Late yesterday evening my daughter found the movie “Oklahoma!” on TV and we sat and watched.  I saw something different, something really current in the old film.  At the end of the movie Curly marries Laurie and changes careers from a cowboy to a farmer.  Curly’s moving on and adapting because he sees Oklahoma going up for statehood and his way of life yielding to farming.  I did have to fight an urge to shout at the TV, “No, Curly, tearing up the prairie will lead to the American dustbowl!”  Nonetheless, it has been so much of American culture to change careers and go forward, and I’m right now in the cross hairs of it.  My “cowboy” past is free lancing music, but to make a living in today’s world, I’m learning to write, blog, sell, and soon, moderate a website.  Now, as I think about it, this is how America always has been.  The aristocrat learned to plow the colonies’ lands.  The homebody became the pioneer trekking across the frontier.  Thirteen colonies with no “soldier class” in their social strata cobbled together an army to win their freedom.

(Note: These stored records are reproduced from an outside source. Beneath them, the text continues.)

//! The vault's single master password credential.
//!
//! Nothing derived from the password text is stored in a form that could
//! be compared against a guess. Instead, a fixed canary value is sealed
//! under the key material at creation time; a candidate password is
//! accepted exactly when the key material it produces can open that
//! canary. The same derivation that checks the password also yields the
//! key material for the session, so verification and activation are one
//! step.
//!
//! Derivation chain:
//!
//! ```text
//! hardened     = Argon2id(password, verification_salt)
//! key_material = PBKDF2-HMAC-SHA256(hardened, derivation_salt, pbkdf2_iterations)
//! canary       = AES-256-GCM(key_material, nonce, CANARY_PLAINTEXT, aad = CANARY_AAD)
//! ```

use serde::{Deserialize, Serialize};
use subtle::ConstantTimeEq;
use zeroize::{Zeroize, Zeroizing};

use crate::crypto::kdf::{derive_key, harden_password, KdfParams, SALT_LEN};
use crate::crypto::{decode, decrypt, encode, encrypt, generate_nonce, generate_salt, KeyMaterial};
use crate::crypto::{NONCE_LEN, TAG_LEN};
use crate::errors::{Result, SecretStoreError};

/// Version of the on-disk key scheme. Records carrying any other value
/// are rejected rather than guessed at.
pub const SCHEME_VERSION: u8 = 1;

/// Minimum password length, in characters.
pub const MIN_PASSWORD_LEN: usize = 8;

/// The fixed value sealed as the canary.
const CANARY_PLAINTEXT: &[u8] = b"secretstore canary v1";

/// Associated data for the canary. Starts with NUL, which labels may not
/// contain.
const CANARY_AAD: &[u8] = b"\0secretstore:master-password";

/// Separator between the three parts of an encoded canary.
const CANARY_SEPARATOR: char = '~';

/// Reject passwords shorter than [`MIN_PASSWORD_LEN`] characters.
pub fn check_strength(password: &str) -> Result<()> {
    if password.chars().count() < MIN_PASSWORD_LEN {
        return Err(SecretStoreError::Weakness {
            min: MIN_PASSWORD_LEN,
        });
    }
    Ok(())
}

/// Structural (persisted) form of a [`MasterPassword`].
///
/// Binary fields are URL-safe base64. The canary is encoded as
/// `nonce~ciphertext~tag`.
#[derive(Debug, Clone, PartialEq, Eq, Serialize, Deserialize)]
pub struct PasswordRecord {
    pub scheme: u8,
    pub verification_salt: String,
    pub derivation_salt: String,
    pub canary: String,
    pub kdf: KdfParams,
}

impl PasswordRecord {
    /// Parse a record from JSON. Missing or mistyped fields are a
    /// `MalformedRecord` error.
    pub fn from_json(text: &str) -> Result<Self> {
        serde_json::from_str(text)
            .map_err(|e| SecretStoreError::MalformedRecord(format!("master password: {e}")))
    }

    pub fn to_json(&self) -> Result<String> {
        serde_json::to_string(self)
            .map_err(|e| SecretStoreError::Serialization(format!("master password: {e}")))
    }
}

/// The sealed canary: a known plaintext encrypted under the key material.
#[derive(Debug, Clone, PartialEq, Eq)]
struct Canary {
    nonce: [u8; NONCE_LEN],
    ciphertext: Vec<u8>,
    auth_tag: [u8; TAG_LEN],
}

impl Canary {
    fn seal(key: &KeyMaterial) -> Result<Self> {
        let nonce = generate_nonce();
        let sealed = encrypt(CANARY_PLAINTEXT, key.as_bytes(), &nonce, CANARY_AAD)?;
        Ok(Self {
            nonce,
            ciphertext: sealed.ciphertext,
            auth_tag: sealed.auth_tag,
        })
    }

    /// Succeeds only if `key` is the key material the canary was sealed with.
    fn open(&self, key: &KeyMaterial) -> Result<()> {
        let plaintext = Zeroizing::new(decrypt(
            &self.ciphertext,
            &self.auth_tag,
            key.as_bytes(),
            &self.nonce,
            CANARY_AAD,
        )?);

        if bool::from(plaintext.as_slice().ct_eq(CANARY_PLAINTEXT)) {
            Ok(())
        } else {
            Err(SecretStoreError::Authentication)
        }
    }

    fn encode(&self) -> String {
        format!(
            "{}{sep}{}{sep}{}",
            encode(&self.nonce),
            encode(&self.ciphertext),
            encode(&self.auth_tag),
            sep = CANARY_SEPARATOR
        )
    }

    fn decode(text: &str) -> Result<Self> {
        let parts: Vec<&str> = text.split(CANARY_SEPARATOR).map(str::trim).collect();
        let [nonce, ciphertext, auth_tag] = parts.as_slice() else {
            return Err(SecretStoreError::MalformedRecord(format!(
                "canary: expected 3 '{CANARY_SEPARATOR}'-separated parts, got {}",
                parts.len()
            )));
        };

        Ok(Self {
            nonce: decode_fixed("canary nonce", nonce)?,
            ciphertext: decode_field("canary ciphertext", ciphertext)?,
            auth_tag: decode_fixed("canary auth_tag", auth_tag)?,
        })
    }
}

/// A verified-by-decryption password credential.
///
/// Immutable once created: changing the password means creating a new
/// `MasterPassword`.
#[derive(Debug, Clone, PartialEq, Eq)]
pub struct MasterPassword {
    verification_salt: [u8; SALT_LEN],
    derivation_salt: [u8; SALT_LEN],
    canary: Canary,
    kdf: KdfParams,
}

impl MasterPassword {
    /// Create a new credential from `password` with fresh salts.
    ///
    /// Fails with `Weakness` before any key derivation if the password is
    /// too short.
    pub fn create(password: &str, params: &KdfParams) -> Result<Self> {
        Self::create_activated(password, params).map(|(master, _)| master)
    }

    /// Like [`create`](Self::create), but also hands back the key material
    /// so the caller does not have to derive it a second time.
    pub fn create_activated(password: &str, params: &KdfParams) -> Result<(Self, KeyMaterial)> {
        check_strength(password)?;
        params.validate()?;

        let verification_salt = generate_salt();
        let derivation_salt = generate_salt();
        let key = derive_key_material(password, &verification_salt, &derivation_salt, params)?;
        let canary = Canary::seal(&key)?;

        let master = Self {
            verification_salt,
            derivation_salt,
            canary,
            kdf: *params,
        };
        Ok((master, key))
    }

    /// Check `password` against the canary and return the key material it
    /// unlocks.
    ///
    /// A wrong password fails with `Authentication`; there is no other
    /// rejection path.
    pub fn verify(&self, password: &str) -> Result<KeyMaterial> {
        let key = derive_key_material(
            password,
            &self.verification_salt,
            &self.derivation_salt,
            &self.kdf,
        )?;
        self.canary.open(&key)?;
        Ok(key)
    }

    /// KDF parameters fixed at creation.
    pub fn kdf_params(&self) -> &KdfParams {
        &self.kdf
    }

    pub fn to_record(&self) -> PasswordRecord {
        PasswordRecord {
            scheme: SCHEME_VERSION,
            verification_salt: encode(&self.verification_salt),
            derivation_salt: encode(&self.derivation_salt),
            canary: self.canary.encode(),
            kdf: self.kdf,
        }
    }

    /// Rebuild a credential from its stored form, validating every field.
    pub fn from_record(record: &PasswordRecord) -> Result<Self> {
        if record.scheme != SCHEME_VERSION {
            return Err(SecretStoreError::MalformedRecord(format!(
                "unsupported key scheme {}, expected {SCHEME_VERSION}",
                record.scheme
            )));
        }
        record
            .kdf
            .validate()
            .map_err(|e| SecretStoreError::MalformedRecord(format!("kdf: {e}")))?;

        Ok(Self {
            verification_salt: decode_fixed("verification_salt", &record.verification_salt)?,
            derivation_salt: decode_fixed("derivation_salt", &record.derivation_salt)?,
            canary: Canary::decode(&record.canary)?,
            kdf: record.kdf,
        })
    }
}

/// Password -> Argon2id -> PBKDF2 -> key material. Intermediates are
/// wiped before returning.
fn derive_key_material(
    password: &str,
    verification_salt: &[u8],
    derivation_salt: &[u8],
    params: &KdfParams,
) -> Result<KeyMaterial> {
    let mut hardened = harden_password(password.as_bytes(), verification_salt, params)?;
    let derived = derive_key(&hardened, derivation_salt, params.pbkdf2_iterations);
    hardened.zeroize();

    let mut bytes = derived?;
    let key = KeyMaterial::new(bytes, params.pbkdf2_iterations);
    bytes.zeroize();
    Ok(key)
}

/// Decode a base64 field, reporting failures as a malformed record.
pub(crate) fn decode_field(name: &str, text: &str) -> Result<Vec<u8>> {
    decode(text).map_err(|e| SecretStoreError::MalformedRecord(format!("{name}: {e}")))
}

/// Decode a base64 field that must be exactly `N` bytes long.
pub(crate) fn decode_fixed<const N: usize>(name: &str, text: &str) -> Result<[u8; N]> {
    let bytes = decode_field(name, text)?;
    bytes.as_slice().try_into().map_err(|_| {
        SecretStoreError::MalformedRecord(format!(
            "{name}: expected {N} bytes, got {}",
            bytes.len()
        ))
    })
}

We accept unquestionably that God had His hand on American adaptability, courage, endurance, ingenuity.  Does God have His hand on my life to do greater things with me after I scramble past the roadblocks?  We’ll have to wait and see.

So I have had a holiday that a parade or some fireworks (much as I love them) could not have given me.  I hope you’re feeling American today.  It’s our Christian outlook to yield and adapt to God’s ways.  It’s our American culture to change our ideas, or the way we earn our living, and try something new.  I hope you’re feeling it as we go on to July 6.